Please give nothing except the number of lines in the records below that include the word "limit".

# [Material supplied]
+ + + +

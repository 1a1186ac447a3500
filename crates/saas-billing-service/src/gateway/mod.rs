//! Payment gateway integration.
//!
//! The gateway handles:
//! - Exchanging a card authorization code for a reusable billing token
//! - Charging a stored billing token
//! - Refunding (fully or partially) a captured payment
//!
//! The engine only sees the [`PaymentGateway`] trait. [`HttpGateway`] talks
//! to the provider's REST API; [`DisabledGateway`] stands in when no secret
//! key is configured.

pub mod client;
pub mod types;

use async_trait::async_trait;
use saas_billing_core::BillingError;

pub use client::HttpGateway;

/// Receipt status of a settled payment.
pub const STATUS_DONE: &str = "DONE";

/// Error returned by the gateway.
#[derive(Debug, Clone, PartialEq, Eq, thiserror::Error)]
#[error("{code}: {message}")]
pub struct GatewayError {
    /// Provider or transport error code.
    pub code: String,
    /// Human-readable message.
    pub message: String,
}

impl GatewayError {
    /// Build an error from a code and message.
    pub fn new(code: impl Into<String>, message: impl Into<String>) -> Self {
        Self {
            code: code.into(),
            message: message.into(),
        }
    }

    /// Connection or protocol failure.
    pub fn network(message: impl Into<String>) -> Self {
        Self::new("NETWORK_ERROR", message)
    }

    /// The gateway did not answer in time.
    pub fn timeout() -> Self {
        Self::new("TIMEOUT", "payment gateway did not respond in time")
    }

    /// No gateway credentials are configured.
    pub fn not_configured() -> Self {
        Self::new("NOT_CONFIGURED", "payment gateway is not configured")
    }

    /// The charge can't be attempted because no billing token is on file.
    pub fn no_billing_token() -> Self {
        Self::new("NO_BILLING_TOKEN", "no billing credential on file")
    }

    /// Whether the outcome of the call is unknown.
    #[must_use]
    pub fn is_timeout(&self) -> bool {
        self.code == "TIMEOUT"
    }
}

impl From<GatewayError> for BillingError {
    fn from(err: GatewayError) -> Self {
        Self::Gateway {
            code: err.code,
            message: err.message,
        }
    }
}

/// A billing token issued for a customer's card.
#[derive(Debug, Clone, PartialEq, Eq)]
pub struct IssuedToken {
    /// Reusable billing token.
    pub token: String,
    /// Masked card description, if the provider returned one.
    pub card_summary: Option<String>,
}

/// One charge against a billing token.
#[derive(Debug, Clone, PartialEq, Eq)]
pub struct ChargeRequest {
    /// Billing token to charge.
    pub token: String,
    /// Provider-side customer key (the tenant id).
    pub customer_key: String,
    /// Amount in minor units.
    pub amount: i64,
    /// Engine-generated order id.
    pub order_id: String,
    /// Description shown on the receipt.
    pub order_name: String,
    /// Receipt email.
    pub customer_email: Option<String>,
}

/// Result of a charge call.
#[derive(Debug, Clone, PartialEq, Eq)]
pub struct ChargeReceipt {
    /// Provider reference of the payment.
    pub gateway_reference: String,
    /// Provider status.
    pub status: String,
}

impl ChargeReceipt {
    /// Whether the payment settled.
    #[must_use]
    pub fn is_done(&self) -> bool {
        self.status == STATUS_DONE
    }
}

/// Operations the engine needs from a payment provider.
#[async_trait]
pub trait PaymentGateway: Send + Sync {
    /// Exchange a card authorization code for a billing token.
    async fn issue_billing_token(
        &self,
        auth_code: &str,
        customer_key: &str,
    ) -> Result<IssuedToken, GatewayError>;

    /// Charge a billing token.
    async fn charge(&self, request: &ChargeRequest) -> Result<ChargeReceipt, GatewayError>;

    /// Refund `amount` of a captured payment.
    async fn refund(
        &self,
        gateway_reference: &str,
        reason: &str,
        amount: i64,
    ) -> Result<(), GatewayError>;
}

/// Gateway used when no credentials are configured. Every call fails.
#[derive(Debug, Clone, Copy, Default)]
pub struct DisabledGateway;

#[async_trait]
impl PaymentGateway for DisabledGateway {
    async fn issue_billing_token(&self, _: &str, _: &str) -> Result<IssuedToken, GatewayError> {
        Err(GatewayError::not_configured())
    }

    async fn charge(&self, _: &ChargeRequest) -> Result<ChargeReceipt, GatewayError> {
        Err(GatewayError::not_configured())
    }

    async fn refund(&self, _: &str, _: &str, _: i64) -> Result<(), GatewayError> {
        Err(GatewayError::not_configured())
    }
}
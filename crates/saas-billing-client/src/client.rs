//! saas-billing HTTP client implementation.

use std::time::Duration;

use chrono::NaiveDate;
use reqwest::{Client, RequestBuilder, Url};
use saas_billing_core::{CancelMode, ChangeMode, ChargeIntent, HistoryRecord, Plan, TenantId};
use serde::de::DeserializeOwned;
use serde::Serialize;

use crate::error::ClientError;
use crate::types::{
    ApiErrorResponse, BillingTokenBody, CancelBody, ChangePlanBody, CommandResponse,
    CorrectPeriodBody, HealthResponse, PaymentPage, PlanSelector, ReconciliationList, ResolveBody,
    StartSubscription, SubscriptionView, SweepReport,
};

const IDEMPOTENCY_KEY_HEADER: &str = "idempotency-key";

#[derive(Debug, Clone)]
enum Credentials {
    Service { api_key: String },
    Admin { admin_key: String, admin_id: String },
}

/// saas-billing API client.
///
/// Tenant-facing services use [`SaasBillingClient::new`] with the service
/// key. Operator tooling uses [`SaasBillingClient::admin`], which can also
/// call the admin endpoints.
///
/// Every mutating call takes an optional idempotency key. Reusing a key
/// returns the first result instead of charging again.
#[derive(Debug, Clone)]
pub struct SaasBillingClient {
    client: Client,
    base_url: String,
    credentials: Credentials,
    service_name: String,
}

impl SaasBillingClient {
    /// Create a client authenticating with the service API key.
    ///
    /// # Arguments
    ///
    /// * `base_url` - Base URL of the billing service (e.g., `"http://saas-billing:8080"`)
    /// * `api_key` - Service API key for authentication
    pub fn new(base_url: impl Into<String>, api_key: impl Into<String>) -> Result<Self, ClientError> {
        Self::with_options(base_url, api_key, ClientOptions::default())
    }

    /// Create a service client with custom options.
    pub fn with_options(
        base_url: impl Into<String>,
        api_key: impl Into<String>,
        options: ClientOptions,
    ) -> Result<Self, ClientError> {
        Self::build(
            base_url.into(),
            Credentials::Service {
                api_key: api_key.into(),
            },
            options,
        )
    }

    /// Create a client authenticating with the admin key.
    ///
    /// `admin_id` is recorded by the service in audit logs and history notes.
    pub fn admin(
        base_url: impl Into<String>,
        admin_key: impl Into<String>,
        admin_id: impl Into<String>,
    ) -> Result<Self, ClientError> {
        Self::build(
            base_url.into(),
            Credentials::Admin {
                admin_key: admin_key.into(),
                admin_id: admin_id.into(),
            },
            ClientOptions::default(),
        )
    }

    fn build(
        base_url: String,
        credentials: Credentials,
        options: ClientOptions,
    ) -> Result<Self, ClientError> {
        let client = Client::builder()
            .timeout(Duration::from_secs(options.timeout_seconds))
            .build()
            .map_err(|e| ClientError::Configuration(format!("failed to build HTTP client: {e}")))?;

        Ok(Self {
            client,
            base_url: base_url.trim_end_matches('/').to_string(),
            credentials,
            service_name: options.service_name,
        })
    }

    // ========================================================================
    // Subscription
    // ========================================================================

    /// Start a subscription for a tenant.
    ///
    /// # Errors
    ///
    /// Returns an error if the request fails or the server returns an error.
    pub async fn start_subscription(
        &self,
        tenant_id: &TenantId,
        request: &StartSubscription,
        idempotency_key: Option<&str>,
    ) -> Result<CommandResponse, ClientError> {
        let path = format!("/v1/tenants/{tenant_id}/subscription");
        self.send(self.post(&path, idempotency_key).json(request))
            .await
    }

    /// Get a tenant's subscription.
    ///
    /// # Errors
    ///
    /// Returns [`ClientError::NotFound`] if the tenant has no subscription.
    pub async fn get_subscription(
        &self,
        tenant_id: &TenantId,
    ) -> Result<SubscriptionView, ClientError> {
        let path = format!("/v1/tenants/{tenant_id}/subscription");
        self.send(self.get(&path)).await
    }

    /// Change plan, now or at the next renewal.
    ///
    /// Custom plans need a client built with [`SaasBillingClient::admin`].
    ///
    /// # Errors
    ///
    /// Returns an error if the request fails or the server returns an error.
    pub async fn change_plan(
        &self,
        tenant_id: &TenantId,
        plan: &Plan,
        mode: ChangeMode,
        idempotency_key: Option<&str>,
    ) -> Result<CommandResponse, ClientError> {
        let path = format!("/v1/tenants/{tenant_id}/subscription/plan");
        let body = ChangePlanBody {
            plan: plan.into(),
            mode,
        };
        self.send(self.post(&path, idempotency_key).json(&body))
            .await
    }

    /// Cancel a subscription.
    ///
    /// `refund` only applies to immediate cancellation.
    ///
    /// # Errors
    ///
    /// Returns an error if the request fails or the server returns an error.
    pub async fn cancel(
        &self,
        tenant_id: &TenantId,
        mode: CancelMode,
        reason: Option<&str>,
        refund: bool,
        idempotency_key: Option<&str>,
    ) -> Result<CommandResponse, ClientError> {
        let path = format!("/v1/tenants/{tenant_id}/subscription/cancel");
        let body = CancelBody {
            mode,
            reason,
            refund,
        };
        self.send(self.post(&path, idempotency_key).json(&body))
            .await
    }

    /// Withdraw a scheduled cancellation.
    ///
    /// # Errors
    ///
    /// Returns an error if the request fails or the server returns an error.
    pub async fn reactivate(
        &self,
        tenant_id: &TenantId,
        idempotency_key: Option<&str>,
    ) -> Result<CommandResponse, ClientError> {
        let path = format!("/v1/tenants/{tenant_id}/subscription/reactivate");
        self.send(self.post(&path, idempotency_key)).await
    }

    /// Retry a failed payment.
    ///
    /// # Errors
    ///
    /// Returns an error if the request fails or the server returns an error.
    pub async fn retry_payment(
        &self,
        tenant_id: &TenantId,
        idempotency_key: Option<&str>,
    ) -> Result<CommandResponse, ClientError> {
        let path = format!("/v1/tenants/{tenant_id}/subscription/retry");
        self.send(self.post(&path, idempotency_key)).await
    }

    /// Convert a trial now, optionally onto a different plan than the one scheduled.
    ///
    /// # Errors
    ///
    /// Returns an error if the request fails or the server returns an error.
    pub async fn convert_trial(
        &self,
        tenant_id: &TenantId,
        plan: Option<&Plan>,
        idempotency_key: Option<&str>,
    ) -> Result<CommandResponse, ClientError> {
        let path = format!("/v1/tenants/{tenant_id}/subscription/convert");
        let request = self.post(&path, idempotency_key);
        let request = match plan {
            Some(plan) => request.json(&PlanSelector::from(plan)),
            None => request,
        };
        self.send(request).await
    }

    /// Register or replace the card on file.
    ///
    /// # Errors
    ///
    /// Returns an error if the request fails or the server returns an error.
    pub async fn register_billing_token(
        &self,
        tenant_id: &TenantId,
        auth_code: &str,
        customer_email: Option<&str>,
        idempotency_key: Option<&str>,
    ) -> Result<CommandResponse, ClientError> {
        let path = format!("/v1/tenants/{tenant_id}/billing-token");
        let body = BillingTokenBody {
            auth_code,
            customer_email,
        };
        self.send(self.post(&path, idempotency_key).json(&body))
            .await
    }

    /// Plan history, oldest first.
    ///
    /// # Errors
    ///
    /// Returns an error if the request fails or the server returns an error.
    pub async fn history(&self, tenant_id: &TenantId) -> Result<Vec<HistoryRecord>, ClientError> {
        let path = format!("/v1/tenants/{tenant_id}/subscription/history");
        self.send(self.get(&path)).await
    }

    /// One page of the payment ledger, newest first.
    ///
    /// # Errors
    ///
    /// Returns an error if the request fails or the server returns an error.
    pub async fn payments(
        &self,
        tenant_id: &TenantId,
        limit: usize,
        offset: usize,
    ) -> Result<PaymentPage, ClientError> {
        let path = format!("/v1/tenants/{tenant_id}/payments");
        self.send(
            self.get(&path)
                .query(&[("limit", limit), ("offset", offset)]),
        )
        .await
    }

    // ========================================================================
    // Admin
    // ========================================================================

    /// Correct the current billing period. Admin key only.
    ///
    /// # Errors
    ///
    /// Returns an error if the request fails or the server returns an error.
    pub async fn correct_period(
        &self,
        tenant_id: &TenantId,
        period_start: NaiveDate,
        period_end: NaiveDate,
        note: Option<&str>,
    ) -> Result<CommandResponse, ClientError> {
        let path = format!("/v1/admin/tenants/{tenant_id}/period");
        let body = CorrectPeriodBody {
            period_start,
            period_end,
            note,
        };
        self.send(self.authorize(self.client.put(self.url(&path))).json(&body))
            .await
    }

    /// Run the daily sweep now. Admin key only.
    ///
    /// # Errors
    ///
    /// Returns an error if the request fails or the server returns an error.
    pub async fn run_sweep(&self) -> Result<SweepReport, ClientError> {
        self.send(self.post("/v1/admin/sweep", None)).await
    }

    /// Captured payments that were never recorded. Admin key only.
    ///
    /// With `include_pending`, intents whose gateway outcome is unknown are listed too.
    ///
    /// # Errors
    ///
    /// Returns an error if the request fails or the server returns an error.
    pub async fn reconciliation(
        &self,
        include_pending: bool,
    ) -> Result<Vec<ChargeIntent>, ClientError> {
        let list: ReconciliationList = self
            .send(
                self.get("/v1/admin/reconciliation")
                    .query(&[("include_pending", include_pending)]),
            )
            .await?;
        Ok(list.intents)
    }

    /// Close an open charge intent, refunding the payment first if asked. Admin key only.
    ///
    /// # Errors
    ///
    /// Returns an error if the request fails or the server returns an error.
    pub async fn resolve_reconciliation(
        &self,
        key: &str,
        refund: bool,
    ) -> Result<ChargeIntent, ClientError> {
        let mut url = Url::parse(&self.base_url)
            .map_err(|e| ClientError::Configuration(format!("invalid base url: {e}")))?;
        url.path_segments_mut()
            .map_err(|()| ClientError::Configuration("base url cannot carry a path".into()))?
            .pop_if_empty()
            .extend(["v1", "admin", "reconciliation", key, "resolve"]);

        let request = self
            .authorize(self.client.post(url))
            .json(&ResolveBody { refund });
        self.send(request).await
    }

    /// Service health.
    ///
    /// # Errors
    ///
    /// Returns an error if the service is unreachable.
    pub async fn health(&self) -> Result<HealthResponse, ClientError> {
        self.send(self.client.get(self.url("/health"))).await
    }

    // ========================================================================
    // Plumbing
    // ========================================================================

    fn url(&self, path: &str) -> String {
        format!("{}{path}", self.base_url)
    }

    fn authorize(&self, request: RequestBuilder) -> RequestBuilder {
        let request = request.header("x-service-name", &self.service_name);
        match &self.credentials {
            Credentials::Service { api_key } => request.header("x-api-key", api_key),
            Credentials::Admin {
                admin_key,
                admin_id,
            } => request
                .header("x-admin-key", admin_key)
                .header("x-admin-id", admin_id),
        }
    }

    fn get(&self, path: &str) -> RequestBuilder {
        self.authorize(self.client.get(self.url(path)))
    }

    fn post(&self, path: &str, idempotency_key: Option<&str>) -> RequestBuilder {
        let request = self.authorize(self.client.post(self.url(path)));
        match idempotency_key {
            Some(key) => request.header(IDEMPOTENCY_KEY_HEADER, key),
            None => request,
        }
    }

    async fn send<T: DeserializeOwned>(&self, request: RequestBuilder) -> Result<T, ClientError> {
        let response = request.send().await?;
        Self::handle_response(response).await
    }

    /// Handle API response and convert errors.
    async fn handle_response<T: DeserializeOwned>(
        response: reqwest::Response,
    ) -> Result<T, ClientError> {
        let status = response.status();

        if status.is_success() {
            return Ok(response.json().await?);
        }

        let error_body: Result<ApiErrorResponse, _> = response.json().await;

        let Ok(api_error) = error_body else {
            return Err(ClientError::Api {
                code: "unknown".to_string(),
                message: format!("HTTP {status}"),
                status: status.as_u16(),
            });
        };

        let detail = |name: &str| {
            api_error
                .error
                .details
                .as_ref()
                .and_then(|d| d.get(name))
                .and_then(serde_json::Value::as_str)
                .unwrap_or_default()
                .to_string()
        };
        let message = api_error.error.message.clone();

        tracing::debug!(
            status = status.as_u16(),
            code = %api_error.error.code,
            "Billing service returned an error"
        );

        // Map specific error codes to typed errors
        match api_error.error.code.as_str() {
            "invalid_transition" => Err(ClientError::InvalidTransition {
                status: detail("status"),
                message,
            }),
            "gateway_error" => Err(ClientError::PaymentFailed {
                code: detail("code"),
                message,
            }),
            "reconciliation_required" => Err(ClientError::ReconciliationRequired {
                order_id: detail("order_id"),
            }),
            "conflict" => Err(ClientError::Conflict(message)),
            "not_found" => Err(ClientError::NotFound(message)),
            "unauthorized" | "forbidden" => Err(ClientError::Unauthorized(message)),
            code => Err(ClientError::Api {
                code: code.to_string(),
                message,
                status: status.as_u16(),
            }),
        }
    }
}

+ + + +

# [Exercise output]
2